··· The data ···

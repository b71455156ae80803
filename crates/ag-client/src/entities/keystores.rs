//! Environment keystores.
//!
//! Import files list keystores either by name or as the objects written by
//! export. Keystores cannot be updated in place, so existing ones are skipped
//! on import.

use ag_core::ClientConfig;
use reqwest::Method;
use serde::Deserialize;

use super::{env_collection, EntityKind};
use crate::error::ClientResult;

#[derive(Deserialize)]
#[serde(untagged)]
enum KeystoreRecord {
    Name(String),
    Object { name: String },
}

impl From<KeystoreRecord> for String {
    fn from(record: KeystoreRecord) -> Self {
        match record {
            KeystoreRecord::Name(name) | KeystoreRecord::Object { name } => name,
        }
    }
}

/// Keystores of the configured environment.
#[derive(Debug, Clone, Copy, Default)]
pub struct Keystores;

impl EntityKind for Keystores {
    type Record = String;

    fn label(&self) -> &'static str {
        "keystore"
    }

    fn export_file(&self) -> String {
        "keystores.json".to_string()
    }

    fn collection_path(&self, config: &ClientConfig) -> ClientResult<String> {
        env_collection(config, "keystores")
    }

    fn parse_records(&self, body: &[u8]) -> ClientResult<Vec<String>> {
        let records: Vec<KeystoreRecord> = serde_json::from_slice(body)?;
        Ok(records.into_iter().map(String::from).collect())
    }

    fn record_name<'a>(&self, record: &'a String) -> &'a str {
        record
    }

    fn update_method(&self) -> Option<Method> {
        None
    }

    fn payload(&self, record: &String) -> ClientResult<Vec<u8>> {
        Ok(serde_json::to_vec(&serde_json::json!({ "name": record }))?)
    }
}
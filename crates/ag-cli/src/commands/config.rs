//! Configuration management commands.

use std::path::Path;

use ag_core::Concurrency;

use crate::cli::ConfigCommand;
use crate::config::OutputFormat;
use crate::output::{info, success};
use crate::CliConfig;

/// Runs a config command.
pub fn run_config(cmd: ConfigCommand, config: &mut CliConfig) -> crate::CliResult<()> {
    match cmd {
        ConfigCommand::Show => show_config(config),
        ConfigCommand::Set { key, value } => {
            let path = CliConfig::config_path()?;
            set_config(config, &key, &value, &path)?;
            success(&format!("Set {key} = {value}"));
            Ok(())
        }
        ConfigCommand::Path => {
            println!("{}", CliConfig::config_path()?.display());
            Ok(())
        }
    }
}

/// Shows the current configuration.
fn show_config(config: &CliConfig) -> crate::CliResult<()> {
    let config_path = CliConfig::config_path()?;

    info(&format!("Configuration file: {}", config_path.display()));
    println!();
    println!("base_url: {}", config.base_url);
    if let Some(org) = &config.default_org {
        println!("default_org: {org}");
    }
    if let Some(env) = &config.default_env {
        println!("default_env: {env}");
    }
    if let Some(conn) = config.default_conn {
        println!("default_conn: {conn}");
    }
    println!("output_format: {:?}", config.output_format);

    Ok(())
}

fn optional(value: &str) -> Option<String> {
    if value.is_empty() || value == "none" {
        None
    } else {
        Some(value.to_string())
    }
}

/// Sets a configuration value and saves the file at `path`.
fn set_config(config: &mut CliConfig, key: &str, value: &str, path: &Path) -> crate::CliResult<()> {
    match key {
        "base_url" => {
            config.base_url = value.to_string();
        }
        "default_org" | "org" => {
            config.default_org = optional(value);
        }
        "default_env" | "env" => {
            config.default_env = optional(value);
        }
        "default_conn" | "conn" => {
            config.default_conn = match optional(value) {
                None => None,
                Some(value) => {
                    let conn: usize = value.parse().map_err(|_| {
                        crate::CliError::InvalidArgument(format!("connections must be a number: {value}"))
                    })?;
                    Some(Concurrency::new(conn)?.get())
                }
            };
        }
        "output_format" | "format" => {
            config.output_format = match value.to_lowercase().as_str() {
                "table" => OutputFormat::Table,
                "json" => OutputFormat::Json,
                "quiet" => OutputFormat::Quiet,
                _ => {
                    return Err(crate::CliError::InvalidArgument(format!(
                        "Unknown output format: {value}. Supported: table, json, quiet"
                    )));
                }
            };
        }
        _ => {
            return Err(crate::CliError::InvalidArgument(format!(
                "Unknown configuration key: {key}. Known keys: base_url, default_org, default_env, default_conn, output_format"
            )));
        }
    }

    config.save_to(path)
}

···

--- Directions ---
Starting with the first line above and ending with the line that holds "use reqwest::Method;", restate each line word for word and add nothing else.

--- Written response ---
repository b71455156ae80803
filename crates/ag-client/src/entities/keystores.rs
//! Environment keystores.
//!
//! Import files list keystores either by name or as the objects written by
//! export. Keystores cannot be updated in place, so existing ones are skipped
//! on import.

use ag_core::ClientConfig;
use reqwest::Method;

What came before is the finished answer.